Quando usiamo queste parole per descrivere gli attributi della musica – colore, consistenza, tono – percepiamo che sono accattivanti come quelli che usiamo per descrivere le immagini. Allo stesso modo, sia nella musica che nella fotografia, si parla di ritmo, armonia e contrasto. Gli elementi nell’immagine sono in conflitto, proprio come possono esserlo le note musicali.

Sia in fotografia che in musica si parla di composizione. La stessa matematica che applichiamo alla fotografia vale anche per la musica. Bartok, tra gli altri, ha usato il rapporto aureo nella sua musica. La coerenza può essere applicata anche alla musica, proprio come può essere applicata alle foto.

Ammetto che la seguente affermazione è debole; Tuttavia, c’è una somiglianza nelle frequenze del suono e della luce. Un’ottava è composta da otto toni pieni e ce ne sono solo sette prima che inizi la nuova ottava, così come ci sono sette colori nello spettro visibile: rosso, arancione, giallo, verde, blu, indaco e viola, prima di cambiare agli ultravioletti. Alcune persone con una condizione chiamata afachia possono vedere l’ottavo colore. La frequenza del suono raddoppia quando il tono aumenta di un’ottava intera. Allo stesso modo, la frequenza della luce rossa è doppia rispetto a quella della radiazione ultravioletta. Il suono e la luce sono fatti di onde e possono risuonare e formare schemi di interferenza.
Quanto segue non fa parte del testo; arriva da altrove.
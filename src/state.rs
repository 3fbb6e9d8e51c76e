use std::sync::Arc;

use sqlx::{PgPool, postgres::PgPoolOptions};

use crate::{configuration::Config, db::MIGRATOR};

#[derive(Clone)]
pub struct AppState {
    pub pool: PgPool,
    pub config: Config,
}

pub type SharedAppState = Arc<AppState>;

impl AppState {
    pub async fn init(config: Config) -> Result<Self, anyhow::Error> {
        let pool = PgPoolOptions::new()
            .min_connections(config.database.min_connections)
            .max_connections(config.database.max_connections)
            .connect_lazy_with(config.database.with_db()?);

        if config.application.run_migration {
            tracing::warn!("Running database migrations...");
            MIGRATOR.run(&pool).await?;
        }

        Ok(AppState { pool, config })
    }

    pub fn with_pool(pool: PgPool, config: Config) -> Self {
        AppState { pool, config }
    }
}
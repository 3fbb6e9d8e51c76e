#[tracing::instrument(name = "[GET] home")]
pub async fn index() -> &'static str {
    "Alive"
}
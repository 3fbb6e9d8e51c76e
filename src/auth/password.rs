use argon2::{
    Algorithm, Argon2, Params, PasswordHash, PasswordHasher, PasswordVerifier, Version,
    password_hash::{SaltString, rand_core::OsRng},
};
use secrecy::{ExposeSecret, SecretString};

use crate::error::Error;

use super::error::AuthError;

#[tracing::instrument(name = "compute password hash", skip_all)]
pub fn compute_password_hash(password: SecretString) -> Result<String, Error> {
    let params = Params::new(15000, 2, 1, None)
        .map_err(|e| Error::Auth(AuthError::PasswordError(e.into())))?;
    let salt = SaltString::generate(&mut OsRng);

    let password_hash = Argon2::new(Algorithm::Argon2id, Version::V0x13, params)
        .hash_password(password.expose_secret().as_bytes(), &salt)
        .map_err(|e| Error::Auth(AuthError::PasswordError(e)))?
        .to_string();

    Ok(password_hash)
}

/// Fails with `IncorrectCredential` on a mismatch and `PasswordError` on a malformed stored hash.
#[tracing::instrument(name = "verify password hash", skip_all)]
pub fn verify_password_hash(password_hashed: String, password: SecretString) -> Result<(), Error> {
    let expected_password_hash = PasswordHash::new(&password_hashed)
        .map_err(|e| Error::Auth(AuthError::PasswordError(e)))?;

    Argon2::default()
        .verify_password(password.expose_secret().as_bytes(), &expected_password_hash)
        .map_err(|_| Error::Auth(AuthError::IncorrectCredential))
}
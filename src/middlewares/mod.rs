mod jwt_auth;

pub use jwt_auth::jwt_auth_middleware;
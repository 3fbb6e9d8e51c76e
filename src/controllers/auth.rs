use std::borrow::Cow;

use anyhow::Context;
use axum::{Json, extract::State};
use secrecy::{ExposeSecret, SecretString};
use serde::{Deserialize, Serialize};
use validator::{Validate, ValidateEmail, ValidateLength, ValidationError, ValidationErrors};

use crate::{
    auth::{encode_jwt, error::AuthError, verify_password_hash},
    db::user::get_user_credential,
    error::Error,
    state::SharedAppState,
    telemetry::spawn_blocking_with_tracing,
};

pub(crate) const MAX_PASSWORD_LENGTH: u64 = 64;

pub(crate) fn validate_email(errors: &mut ValidationErrors, email: &str) {
    if !email.validate_email() {
        errors.add(
            "email",
            ValidationError::new("email_email").with_message(Cow::from("Incorrect email format")),
        );
    }
    if !email.validate_length(Some(1), Some(255), None) {
        errors.add(
            "email",
            ValidationError::new("email_length")
                .with_message(Cow::from("Email length must be between 1 and 255")),
        );
    }
}

pub(crate) fn validate_password(
    errors: &mut ValidationErrors,
    field: &'static str,
    password: &SecretString,
) {
    if !password
        .expose_secret()
        .validate_length(Some(1), Some(MAX_PASSWORD_LENGTH), None)
    {
        errors.add(
            field,
            ValidationError::new("password_length")
                .with_message(Cow::from("Password length must be between 1 and 64")),
        );
    }
}

#[derive(Deserialize)]
pub struct AuthRequest {
    pub email: String,
    pub password: SecretString,
}

impl Validate for AuthRequest {
    fn validate(&self) -> Result<(), ValidationErrors> {
        let mut errors = ValidationErrors::new();

        validate_email(&mut errors, &self.email);
        validate_password(&mut errors, "password", &self.password);

        if !errors.errors().is_empty() {
            return Err(errors);
        }

        Ok(())
    }
}

#[derive(Serialize, Deserialize)]
pub struct AuthResponse {
    pub token: String,
}

#[tracing::instrument(name = "[POST] auth", skip_all)]
pub async fn store(
    State(app_state): State<SharedAppState>,
    Json(request): Json<AuthRequest>,
) -> Result<Json<AuthResponse>, Error> {
    request.validate().map_err(Error::Validation)?;

    let (user, hashed_password) = get_user_credential(&app_state.pool, &request.email)
        .await?
        .ok_or(Error::Auth(AuthError::IncorrectCredential))?;

    spawn_blocking_with_tracing(move || verify_password_hash(hashed_password, request.password))
        .await
        .context("verify password hash")
        .map_err(Error::Other)?
        .map_err(|_| Error::Auth(AuthError::IncorrectCredential))?;

    let token = encode_jwt(user.id, user.kind(), &app_state.config.jwt)?;

    Ok(Json(AuthResponse { token }))
}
Sia la musica che la fotografia hanno forti legami con l’esperienza. I suoni psichedelici usati negli album di The Beatles Rubber Soul, Revolver e Sgt Pepper’s Lonely Hearts Club si riflettevano nella fotografia demo e nella copertina dell’album.

Ci sono differenze tra immagini e musica. La musica è temporanea, cambia nel tempo, mentre l’immagine solista è un momento costante. Tuttavia, le immagini possono essere raggruppate in gruppi che rappresentano una scala temporale.

Infine, la fotografia e la musica possono ispirarsi a vicenda. Un motivo romantico per fotografie che conservano ricordi di momenti speciali è un tratto nostalgico che i cantautori: Simon e Garfunkel, “Old Friends/Bookends” catturano; REM, “Nuoto notturno”; polifonico, “Un ragazzo del posto in una foto”; Def Leppard, “Fotografia”; Ed Sheeran, “Fotografare”; e “Foto di Rihanna”.

Allo stesso modo, possiamo usare la musica per ispirarci. Gli artisti fotografici possono utilizzare i titoli delle canzoni, i testi e le emozioni che un tono evoca per influenzare la loro creatività, come spiega questo post sul blog. Possiamo anche lasciare che la musica ci metta in uno stato mentale per far emergere le emozioni che stiamo cercando di ritrarre nei nostri scatti. Alcuni fotografi in studio accettano di ascoltare musica con i modelli per aiutarli a creare l’atmosfera giusta per un servizio fotografico. Inoltre, la musica riprodotta durante gli eventi può influire sullo stile della foto scattata dal fotografo.

Hai usato la musica nella tua fotografia? È una parte importante del tuo flusso di lavoro? Sarebbe bello sentire i tuoi commenti.